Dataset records
★ ★ ★

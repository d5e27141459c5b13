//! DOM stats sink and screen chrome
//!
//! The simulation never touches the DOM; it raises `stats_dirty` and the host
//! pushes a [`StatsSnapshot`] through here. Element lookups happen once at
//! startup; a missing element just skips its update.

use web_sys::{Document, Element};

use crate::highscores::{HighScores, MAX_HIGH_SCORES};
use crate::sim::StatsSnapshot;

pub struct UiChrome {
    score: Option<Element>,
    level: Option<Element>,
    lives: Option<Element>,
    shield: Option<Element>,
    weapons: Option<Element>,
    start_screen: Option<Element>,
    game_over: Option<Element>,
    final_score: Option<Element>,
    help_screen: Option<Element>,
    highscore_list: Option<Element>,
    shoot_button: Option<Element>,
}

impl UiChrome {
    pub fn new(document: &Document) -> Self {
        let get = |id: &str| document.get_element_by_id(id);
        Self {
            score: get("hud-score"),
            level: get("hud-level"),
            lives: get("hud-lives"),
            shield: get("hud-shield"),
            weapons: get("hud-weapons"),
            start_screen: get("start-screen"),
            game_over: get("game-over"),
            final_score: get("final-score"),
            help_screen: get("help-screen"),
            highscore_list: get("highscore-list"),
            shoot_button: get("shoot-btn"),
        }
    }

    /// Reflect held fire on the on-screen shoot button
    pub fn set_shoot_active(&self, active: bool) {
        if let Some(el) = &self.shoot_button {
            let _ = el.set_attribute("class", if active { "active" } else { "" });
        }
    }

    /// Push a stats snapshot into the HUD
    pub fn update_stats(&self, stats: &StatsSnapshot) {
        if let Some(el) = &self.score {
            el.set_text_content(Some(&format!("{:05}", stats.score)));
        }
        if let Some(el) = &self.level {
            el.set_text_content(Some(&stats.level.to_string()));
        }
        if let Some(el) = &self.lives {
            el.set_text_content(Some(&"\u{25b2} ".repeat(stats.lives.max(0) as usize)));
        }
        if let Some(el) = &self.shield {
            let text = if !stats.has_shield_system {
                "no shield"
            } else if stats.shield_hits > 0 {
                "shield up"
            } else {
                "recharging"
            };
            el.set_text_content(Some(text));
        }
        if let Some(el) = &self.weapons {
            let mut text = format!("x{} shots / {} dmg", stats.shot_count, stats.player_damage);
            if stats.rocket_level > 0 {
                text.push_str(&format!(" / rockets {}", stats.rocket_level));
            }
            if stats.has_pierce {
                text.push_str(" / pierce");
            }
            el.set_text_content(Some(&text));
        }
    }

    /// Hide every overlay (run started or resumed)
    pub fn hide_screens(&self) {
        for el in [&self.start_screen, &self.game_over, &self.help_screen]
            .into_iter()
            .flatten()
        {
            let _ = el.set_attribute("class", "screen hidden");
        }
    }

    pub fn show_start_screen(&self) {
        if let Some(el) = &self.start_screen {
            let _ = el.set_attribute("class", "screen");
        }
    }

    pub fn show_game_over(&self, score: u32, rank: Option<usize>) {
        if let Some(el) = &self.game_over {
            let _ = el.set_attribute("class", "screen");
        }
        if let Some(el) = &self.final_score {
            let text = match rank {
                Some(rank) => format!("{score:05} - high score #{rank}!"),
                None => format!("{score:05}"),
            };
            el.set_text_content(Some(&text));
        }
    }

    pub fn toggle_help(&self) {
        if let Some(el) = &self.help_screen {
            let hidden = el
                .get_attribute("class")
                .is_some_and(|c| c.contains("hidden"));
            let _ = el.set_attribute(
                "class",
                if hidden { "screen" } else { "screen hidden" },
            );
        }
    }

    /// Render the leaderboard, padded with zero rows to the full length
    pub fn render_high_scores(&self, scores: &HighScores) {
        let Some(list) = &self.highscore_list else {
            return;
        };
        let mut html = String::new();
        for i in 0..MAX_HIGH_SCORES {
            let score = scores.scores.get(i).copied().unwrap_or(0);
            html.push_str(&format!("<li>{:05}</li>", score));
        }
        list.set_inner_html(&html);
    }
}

★ ★ ★

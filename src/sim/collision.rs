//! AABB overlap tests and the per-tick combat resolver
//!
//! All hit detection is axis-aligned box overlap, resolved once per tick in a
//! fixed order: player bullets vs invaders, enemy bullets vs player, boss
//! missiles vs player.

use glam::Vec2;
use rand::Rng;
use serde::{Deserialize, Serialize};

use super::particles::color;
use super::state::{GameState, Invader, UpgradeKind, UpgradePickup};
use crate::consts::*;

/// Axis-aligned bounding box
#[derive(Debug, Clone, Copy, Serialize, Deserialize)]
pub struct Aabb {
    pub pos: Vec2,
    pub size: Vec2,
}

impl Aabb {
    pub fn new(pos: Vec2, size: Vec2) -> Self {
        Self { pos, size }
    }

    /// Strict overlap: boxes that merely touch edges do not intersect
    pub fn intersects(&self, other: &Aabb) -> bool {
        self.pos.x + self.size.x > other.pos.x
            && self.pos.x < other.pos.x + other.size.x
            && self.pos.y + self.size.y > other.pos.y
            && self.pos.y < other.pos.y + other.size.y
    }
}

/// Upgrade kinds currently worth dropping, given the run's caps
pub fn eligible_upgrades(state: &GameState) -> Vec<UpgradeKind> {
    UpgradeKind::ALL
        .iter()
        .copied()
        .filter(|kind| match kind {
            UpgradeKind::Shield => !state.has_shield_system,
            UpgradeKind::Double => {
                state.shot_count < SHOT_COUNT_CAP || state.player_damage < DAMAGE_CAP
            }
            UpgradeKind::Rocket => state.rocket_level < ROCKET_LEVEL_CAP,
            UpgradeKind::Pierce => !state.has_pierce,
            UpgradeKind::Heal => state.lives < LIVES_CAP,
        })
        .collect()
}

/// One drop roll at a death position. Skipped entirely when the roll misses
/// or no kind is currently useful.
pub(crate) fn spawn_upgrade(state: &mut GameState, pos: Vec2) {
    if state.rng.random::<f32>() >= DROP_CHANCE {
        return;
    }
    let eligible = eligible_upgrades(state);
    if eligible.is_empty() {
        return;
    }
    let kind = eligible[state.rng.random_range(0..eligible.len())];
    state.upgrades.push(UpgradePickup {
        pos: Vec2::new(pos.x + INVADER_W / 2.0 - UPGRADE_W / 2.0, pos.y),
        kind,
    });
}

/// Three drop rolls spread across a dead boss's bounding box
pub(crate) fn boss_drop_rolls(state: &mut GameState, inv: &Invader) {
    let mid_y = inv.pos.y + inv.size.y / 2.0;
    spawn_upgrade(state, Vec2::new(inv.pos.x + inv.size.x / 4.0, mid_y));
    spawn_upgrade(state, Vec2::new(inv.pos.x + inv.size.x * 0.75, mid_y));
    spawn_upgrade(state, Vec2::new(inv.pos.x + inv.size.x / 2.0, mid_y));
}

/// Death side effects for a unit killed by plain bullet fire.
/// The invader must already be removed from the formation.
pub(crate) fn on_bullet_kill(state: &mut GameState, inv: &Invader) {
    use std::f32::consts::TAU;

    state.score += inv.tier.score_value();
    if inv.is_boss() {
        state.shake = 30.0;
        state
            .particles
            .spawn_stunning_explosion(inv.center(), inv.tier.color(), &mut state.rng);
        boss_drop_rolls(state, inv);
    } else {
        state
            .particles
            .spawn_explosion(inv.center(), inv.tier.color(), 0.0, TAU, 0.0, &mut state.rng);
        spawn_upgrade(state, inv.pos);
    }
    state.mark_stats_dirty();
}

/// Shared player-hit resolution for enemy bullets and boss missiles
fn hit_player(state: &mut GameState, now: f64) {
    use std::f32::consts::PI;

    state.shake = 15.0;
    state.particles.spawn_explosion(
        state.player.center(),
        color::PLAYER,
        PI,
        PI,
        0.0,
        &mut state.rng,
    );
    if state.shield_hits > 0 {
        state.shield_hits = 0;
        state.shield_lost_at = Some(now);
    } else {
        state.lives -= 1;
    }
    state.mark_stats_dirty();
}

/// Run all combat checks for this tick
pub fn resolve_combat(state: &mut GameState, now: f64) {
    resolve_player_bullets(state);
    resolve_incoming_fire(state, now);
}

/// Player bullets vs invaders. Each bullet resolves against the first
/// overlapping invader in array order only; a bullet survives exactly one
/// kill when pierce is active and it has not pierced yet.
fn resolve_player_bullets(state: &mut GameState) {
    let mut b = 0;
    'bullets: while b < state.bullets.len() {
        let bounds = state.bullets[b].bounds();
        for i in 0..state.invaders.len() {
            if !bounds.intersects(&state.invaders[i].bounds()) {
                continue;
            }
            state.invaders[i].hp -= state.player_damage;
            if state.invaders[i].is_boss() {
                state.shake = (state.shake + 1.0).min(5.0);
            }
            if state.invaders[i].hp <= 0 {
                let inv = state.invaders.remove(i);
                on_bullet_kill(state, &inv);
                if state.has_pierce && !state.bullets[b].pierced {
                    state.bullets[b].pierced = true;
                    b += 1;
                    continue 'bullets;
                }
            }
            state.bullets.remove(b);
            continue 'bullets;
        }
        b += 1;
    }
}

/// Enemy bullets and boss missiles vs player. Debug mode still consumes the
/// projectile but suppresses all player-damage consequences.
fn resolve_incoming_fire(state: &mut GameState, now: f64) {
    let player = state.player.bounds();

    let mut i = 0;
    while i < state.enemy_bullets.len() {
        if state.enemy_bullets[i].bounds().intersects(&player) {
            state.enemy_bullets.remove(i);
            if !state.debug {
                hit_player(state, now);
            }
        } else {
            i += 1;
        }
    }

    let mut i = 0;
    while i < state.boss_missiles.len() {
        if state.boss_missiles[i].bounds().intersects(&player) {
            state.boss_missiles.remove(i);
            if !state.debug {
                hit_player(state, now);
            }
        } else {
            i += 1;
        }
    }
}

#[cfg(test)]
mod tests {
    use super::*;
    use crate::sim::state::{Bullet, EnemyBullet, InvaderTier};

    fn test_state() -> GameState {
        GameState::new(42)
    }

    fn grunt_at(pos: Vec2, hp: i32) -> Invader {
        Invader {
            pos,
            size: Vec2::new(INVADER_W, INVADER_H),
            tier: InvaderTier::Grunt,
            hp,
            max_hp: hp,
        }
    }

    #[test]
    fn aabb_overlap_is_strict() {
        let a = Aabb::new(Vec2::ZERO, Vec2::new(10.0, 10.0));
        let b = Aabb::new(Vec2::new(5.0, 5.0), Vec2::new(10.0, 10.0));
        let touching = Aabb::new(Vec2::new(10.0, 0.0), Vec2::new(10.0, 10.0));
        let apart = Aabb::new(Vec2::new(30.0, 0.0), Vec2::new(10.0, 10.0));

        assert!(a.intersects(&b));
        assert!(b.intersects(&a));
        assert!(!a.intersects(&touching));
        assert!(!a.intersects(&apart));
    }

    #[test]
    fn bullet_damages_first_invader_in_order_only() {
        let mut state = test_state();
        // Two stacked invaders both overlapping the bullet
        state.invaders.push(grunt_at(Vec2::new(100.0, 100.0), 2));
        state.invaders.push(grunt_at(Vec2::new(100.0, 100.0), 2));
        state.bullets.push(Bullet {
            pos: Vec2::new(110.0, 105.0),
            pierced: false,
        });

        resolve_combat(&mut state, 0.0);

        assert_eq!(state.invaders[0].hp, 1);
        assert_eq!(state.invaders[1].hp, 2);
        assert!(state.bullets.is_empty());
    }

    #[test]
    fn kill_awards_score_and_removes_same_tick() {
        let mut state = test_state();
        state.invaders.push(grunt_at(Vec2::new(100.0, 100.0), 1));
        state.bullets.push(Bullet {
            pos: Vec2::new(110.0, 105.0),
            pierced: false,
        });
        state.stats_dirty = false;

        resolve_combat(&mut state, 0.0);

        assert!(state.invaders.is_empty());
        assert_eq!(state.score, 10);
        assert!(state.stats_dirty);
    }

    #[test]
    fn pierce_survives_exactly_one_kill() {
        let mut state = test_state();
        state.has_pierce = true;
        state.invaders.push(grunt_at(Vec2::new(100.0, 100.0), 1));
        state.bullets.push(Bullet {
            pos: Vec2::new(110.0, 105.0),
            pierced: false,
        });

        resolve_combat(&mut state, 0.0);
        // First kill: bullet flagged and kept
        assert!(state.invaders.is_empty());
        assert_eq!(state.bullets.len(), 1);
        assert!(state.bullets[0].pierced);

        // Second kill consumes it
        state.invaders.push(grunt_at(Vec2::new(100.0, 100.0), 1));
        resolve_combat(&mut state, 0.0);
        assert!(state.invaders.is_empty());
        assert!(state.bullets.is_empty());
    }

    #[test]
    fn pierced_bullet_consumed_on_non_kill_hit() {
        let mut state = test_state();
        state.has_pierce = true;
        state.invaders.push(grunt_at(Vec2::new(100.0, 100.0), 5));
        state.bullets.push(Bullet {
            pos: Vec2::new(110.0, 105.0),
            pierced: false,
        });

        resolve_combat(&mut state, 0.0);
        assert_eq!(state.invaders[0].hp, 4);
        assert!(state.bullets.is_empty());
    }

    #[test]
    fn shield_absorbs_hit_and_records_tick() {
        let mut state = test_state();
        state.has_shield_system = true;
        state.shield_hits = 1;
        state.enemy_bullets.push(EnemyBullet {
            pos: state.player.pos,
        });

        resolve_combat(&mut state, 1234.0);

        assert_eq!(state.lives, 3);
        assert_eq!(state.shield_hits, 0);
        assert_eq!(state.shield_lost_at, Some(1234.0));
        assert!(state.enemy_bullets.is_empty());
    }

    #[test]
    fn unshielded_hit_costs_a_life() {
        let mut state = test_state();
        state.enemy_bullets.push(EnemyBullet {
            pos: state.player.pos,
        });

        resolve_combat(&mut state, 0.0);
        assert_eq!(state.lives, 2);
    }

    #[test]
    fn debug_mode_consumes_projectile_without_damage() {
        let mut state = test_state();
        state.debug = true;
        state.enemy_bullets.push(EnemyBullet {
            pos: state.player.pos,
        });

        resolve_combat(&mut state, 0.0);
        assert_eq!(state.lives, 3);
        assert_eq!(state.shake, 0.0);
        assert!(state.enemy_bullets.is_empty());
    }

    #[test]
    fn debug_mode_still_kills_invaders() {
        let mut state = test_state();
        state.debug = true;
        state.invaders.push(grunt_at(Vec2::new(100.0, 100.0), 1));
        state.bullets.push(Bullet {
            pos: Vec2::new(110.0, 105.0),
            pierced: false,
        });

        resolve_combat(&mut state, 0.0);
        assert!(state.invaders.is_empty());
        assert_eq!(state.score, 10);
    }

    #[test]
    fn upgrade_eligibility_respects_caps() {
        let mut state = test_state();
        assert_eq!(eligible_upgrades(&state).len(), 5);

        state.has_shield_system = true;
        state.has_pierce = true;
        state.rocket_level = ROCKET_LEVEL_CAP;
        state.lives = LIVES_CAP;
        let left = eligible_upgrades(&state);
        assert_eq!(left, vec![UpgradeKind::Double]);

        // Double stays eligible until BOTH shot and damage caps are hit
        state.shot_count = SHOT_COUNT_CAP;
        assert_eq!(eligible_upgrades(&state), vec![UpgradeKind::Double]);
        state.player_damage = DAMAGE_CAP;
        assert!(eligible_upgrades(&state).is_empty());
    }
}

★ ★ ★

→ **DIRECTIONS**
Reproduce each line from the records that contains the word "color".

→ **ANSWER FOR THIS EXERCISE**
use super::particles::color;
            .spawn_stunning_explosion(inv.center(), inv.tier.color(), &mut state.rng);
            .spawn_explosion(inv.center(), inv.tier.color(), 0.0, TAU, 0.0, &mut state.rng);
        color::PLAYER,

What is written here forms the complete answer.